Chapter 9, Problem 9.61P

Interpretation Introduction

(a)

Interpretation:

The pouring temperature in the cooling curve needs to be determined.

Concept Introduction:

The cooling curve represents a change in temperature as a function of time. Cooling curve is of two types: Curve for metals having no inoculation and curve for metals with inoculation.

Answer to Problem 9.61P

Pouring temperature is ${900}^0\text{C}$

Explanation of Solution

The figure shows the cooling curve for casting.

  

Pouring temperature is the temperature of the liquid at which liquid is added in the mold.Hence from the graph shown, temperature ${900}^0\text{C}$

Interpretation Introduction

(b)

Interpretation:

Solidification temperature of the metal in cooling curves needs to be determined.

Concept Introduction:

Solidification is a process of forming crystal structure from molten metal during cooling.The temperature at which molten metal starts forming crystal is solidification temperature.

Answer to Problem 9.61P

Solidification temperature of metal is ${\text{320}}^{\text{0}}\text{C}$.

Explanation of Solution

Solidification temperature at which solidification starts.Hence from the graph, solidification temperature is ${420}^0\text{C}$.

Or,

  $T_{\text{solidification}}={420}^0\text{C}$

Interpretation Introduction

(c)

Interpretation:

The superheat temperature of the metal needs to be determined.

Concept Introduction:

Difference between pouring temperature and freezing temperature is known as superheating.

Pouring temperature is the temperature at which metal is introduced in a casting.

Freezing temperature is the temperature at which metal solidifies.

Answer to Problem 9.61P

Superheat temperature is ${480}^0\text{C}$.

Explanation of Solution

Superheat is a temperature between pouring temperature and freezing temperature.

Pouring temperature, $T_{pouring=}{900}^{0}c$

Freezing temperature, $T_{freezing}={420}^{0}c$

Thus,

  $\begin{array}{l}{T}_{\sup erheat}=T_{pouring}-T_{freezing}\\ =900-420\\ T_{\sup erheat}={480}^{0}c\end{array}$

Interpretation Introduction

(d)

Interpretation:

At the starting of the solidification, thecooling rate needs to be determined.

Concept Introduction:

Cooling curves are of two types of metal- for metal with no inoculation and for metal with inoculation.

Cooling curve represents different temperatures.

The cooling curve shows different regions according to change in temperature at a specific time.

Answer to Problem 9.61P

Cooling rate of metal is ${250}^{\text{0}}\text{C/sec}$

Explanation of Solution

The cooling rate is the rate of change in temperature with respect to time.

According to the graph,the slope of the curve from pouring temperature to freezing temperature shows the rate of cooling.

It is denoted by $\frac{\text{ΔT}}{\text{Δt}}$

Thus,

  $\frac{\Delta T}{\Delta t}=\frac{125}{0.5\min }={250}^0\text{C/min}$

Cooling rate $={250}^0\text{C/min}$

Interpretation Introduction

(e)

Interpretation:

The total solidification time needs to be determined.

Concept Introduction:

Solidification is a process of forming crystal structure from molten metal during cooling.
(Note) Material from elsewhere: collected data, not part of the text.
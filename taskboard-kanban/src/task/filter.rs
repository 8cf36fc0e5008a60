//! Filter, search and sort pipeline over a task list
//!
//! Stages run in a fixed order: status, tag, date range, free-text search,
//! then sort. The four predicates are independent, so their order does not
//! change which tasks pass.

use crate::error::{BoardError, Result};
use crate::types::{ColumnId, Task};
use chrono::{Datelike, Duration, NaiveDate};
use serde::{Deserialize, Serialize};
use std::cmp::Ordering;
use std::fmt;
use std::str::FromStr;

/// Which column's tasks to show
#[derive(Debug, Clone, PartialEq, Eq, Default)]
pub enum StatusFilter {
    #[default]
    All,
    Status(ColumnId),
}

impl StatusFilter {
    pub fn matches(&self, task: &Task) -> bool {
        match self {
            Self::All => true,
            Self::Status(status) => &task.status == status,
        }
    }
}

/// Due-date window relative to "today"
///
/// A task without a due date only passes [`DateRange::All`].
#[derive(Debug, Clone, Copy, PartialEq, Eq, Default, Serialize, Deserialize)]
#[serde(rename_all = "kebab-case")]
pub enum DateRange {
    Today,
    Yesterday,
    /// Monday-start seven day window containing today
    ThisWeek,
    ThisMonth,
    ThisYear,
    /// A single chosen day; with no day chosen nothing matches
    Custom(Option<NaiveDate>),
    #[default]
    All,
}

impl DateRange {
    pub fn contains(&self, due_date: Option<NaiveDate>, today: NaiveDate) -> bool {
        if matches!(self, Self::All) {
            return true;
        }
        let Some(date) = due_date else {
            return false;
        };
        match self {
            Self::Today => date == today,
            Self::Yesterday => Some(date) == today.pred_opt(),
            Self::ThisWeek => {
                let start = today - Duration::days(today.weekday().num_days_from_monday() as i64);
                date >= start && date < start + Duration::days(7)
            }
            Self::ThisMonth => date.year() == today.year() && date.month() == today.month(),
            Self::ThisYear => date.year() == today.year(),
            Self::Custom(day) => *day == Some(date),
            Self::All => true,
        }
    }
}

impl fmt::Display for DateRange {
    fn fmt(&self, f: &mut fmt::Formatter<'_>) -> fmt::Result {
        let name = match self {
            Self::Today => "today",
            Self::Yesterday => "yesterday",
            Self::ThisWeek => "this-week",
            Self::ThisMonth => "this-month",
            Self::ThisYear => "this-year",
            Self::Custom(_) => "custom",
            Self::All => "all",
        };
        f.write_str(name)
    }
}

impl FromStr for DateRange {
    type Err = BoardError;

    /// Parses the range names; `custom` parses with no day chosen
    fn from_str(s: &str) -> Result<Self> {
        match s {
            "today" => Ok(Self::Today),
            "yesterday" => Ok(Self::Yesterday),
            "this-week" => Ok(Self::ThisWeek),
            "this-month" => Ok(Self::ThisMonth),
            "this-year" => Ok(Self::ThisYear),
            "custom" => Ok(Self::Custom(None)),
            "all" => Ok(Self::All),
            other => Err(BoardError::invalid_value(
                "date_range",
                format!("unknown date range '{other}'"),
            )),
        }
    }
}

/// Ordering of the filtered list
#[derive(Debug, Clone, Copy, PartialEq, Eq, Default, Serialize, Deserialize)]
#[serde(rename_all = "kebab-case")]
pub enum SortMode {
    CreatedAsc,
    #[default]
    CreatedDesc,
    TitleAsc,
    TitleDesc,
    /// Earliest due date first, undated last
    DateAsc,
    /// Latest due date first, undated last
    DateDesc,
    /// Ascending ordering key
    Priority,
}

impl FromStr for SortMode {
    type Err = BoardError;

    fn from_str(s: &str) -> Result<Self> {
        match s {
            "created-asc" => Ok(Self::CreatedAsc),
            "created-desc" => Ok(Self::CreatedDesc),
            "title-asc" => Ok(Self::TitleAsc),
            "title-desc" => Ok(Self::TitleDesc),
            "date-asc" => Ok(Self::DateAsc),
            "date-desc" => Ok(Self::DateDesc),
            "priority" => Ok(Self::Priority),
            other => Err(BoardError::invalid_value(
                "sort",
                format!("unknown sort mode '{other}'"),
            )),
        }
    }
}

fn compare_titles(a: &Task, b: &Task) -> Ordering {
    a.title
        .to_lowercase()
        .cmp(&b.title.to_lowercase())
        .then_with(|| a.title.cmp(&b.title))
}

fn compare_dates(a: &Task, b: &Task, descending: bool) -> Ordering {
    match (a.due_date, b.due_date) {
        (Some(x), Some(y)) if descending => y.cmp(&x),
        (Some(x), Some(y)) => x.cmp(&y),
        (Some(_), None) => Ordering::Less,
        (None, Some(_)) => Ordering::Greater,
        (None, None) => Ordering::Equal,
    }
}

/// Stable sort of `tasks` by `mode`
pub fn sort_tasks(tasks: &mut [&Task], mode: SortMode) {
    match mode {
        SortMode::CreatedAsc => tasks.sort_by(|a, b| a.created_at.cmp(&b.created_at)),
        SortMode::CreatedDesc => tasks.sort_by(|a, b| b.created_at.cmp(&a.created_at)),
        SortMode::TitleAsc => tasks.sort_by(|a, b| compare_titles(a, b)),
        SortMode::TitleDesc => tasks.sort_by(|a, b| compare_titles(b, a)),
        SortMode::DateAsc => tasks.sort_by(|a, b| compare_dates(a, b, false)),
        SortMode::DateDesc => tasks.sort_by(|a, b| compare_dates(a, b, true)),
        SortMode::Priority => tasks.sort_by_key(|t| t.priority),
    }
}

/// The complete view state applied by the task collection
#[derive(Debug, Clone, PartialEq, Eq, Default)]
pub struct TaskFilter {
    pub status: StatusFilter,
    /// Exact, case-sensitive tag name
    pub tag: Option<String>,
    pub date_range: DateRange,
    /// Case-insensitive substring over title, description and tag names
    pub search: String,
    pub sort: SortMode,
}

impl TaskFilter {
    pub fn new() -> Self {
        Self::default()
    }

    pub fn with_status(mut self, status: StatusFilter) -> Self {
        self.status = status;
        self
    }

    pub fn with_tag(mut self, tag: impl Into<String>) -> Self {
        self.tag = Some(tag.into());
        self
    }

    pub fn with_date_range(mut self, date_range: DateRange) -> Self {
        self.date_range = date_range;
        self
    }

    pub fn with_search(mut self, search: impl Into<String>) -> Self {
        self.search = search.into();
        self
    }

    pub fn with_sort(mut self, sort: SortMode) -> Self {
        self.sort = sort;
        self
    }

    fn matches_tag(&self, task: &Task) -> bool {
        match self.tag.as_deref() {
            None | Some("") => true,
            Some(tag) => task.has_tag(tag),
        }
    }

    fn matches_search(&self, task: &Task) -> bool {
        let keyword = self.search.trim().to_lowercase();
        if keyword.is_empty() {
            return true;
        }
        task.title.to_lowercase().contains(&keyword)
            || task.description.to_lowercase().contains(&keyword)
            || task
                .tags
                .iter()
                .any(|t| t.name.to_lowercase().contains(&keyword))
    }

    /// Whether `task` passes every predicate
    pub fn matches(&self, task: &Task, today: NaiveDate) -> bool {
        self.status.matches(task)
            && self.matches_tag(task)
            && self.date_range.contains(task.due_date, today)
            && self.matches_search(task)
    }

    /// Filter then sort
    pub fn apply<'a>(&self, tasks: &'a [Task], today: NaiveDate) -> Vec<&'a Task> {
        let mut filtered: Vec<&Task> = tasks.iter().filter(|t| self.matches(t, today)).collect();
        sort_tasks(&mut filtered, self.sort);
        filtered
    }
}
The time required to form crystal structure from molten metal is solidification time.

Answer to Problem 9.61P

Total solidification time of metal is $9.7\min$

Explanation of Solution

The time required to remove specific heat and latent heat of fusion during cooling of metal is total solidification time.It is the time between the pouring of metal to the completion of solidification.

From the graph,

  $t_{TST}=9.7\min$

Interpretation Introduction

(f)

Interpretation:

The local solidification time of metal needs to be determined.

Concept Introduction:

Solidification is a process of forming crystal structure from molten metal during cooling. The time required to form crystal structure from molten metal is solidification time.

Answer to Problem 9.61P

Local solidification time of metal is 7.2 min.

Explanation of Solution

The time required to remove latent heat of fusion is at specific casting location is local solidification time.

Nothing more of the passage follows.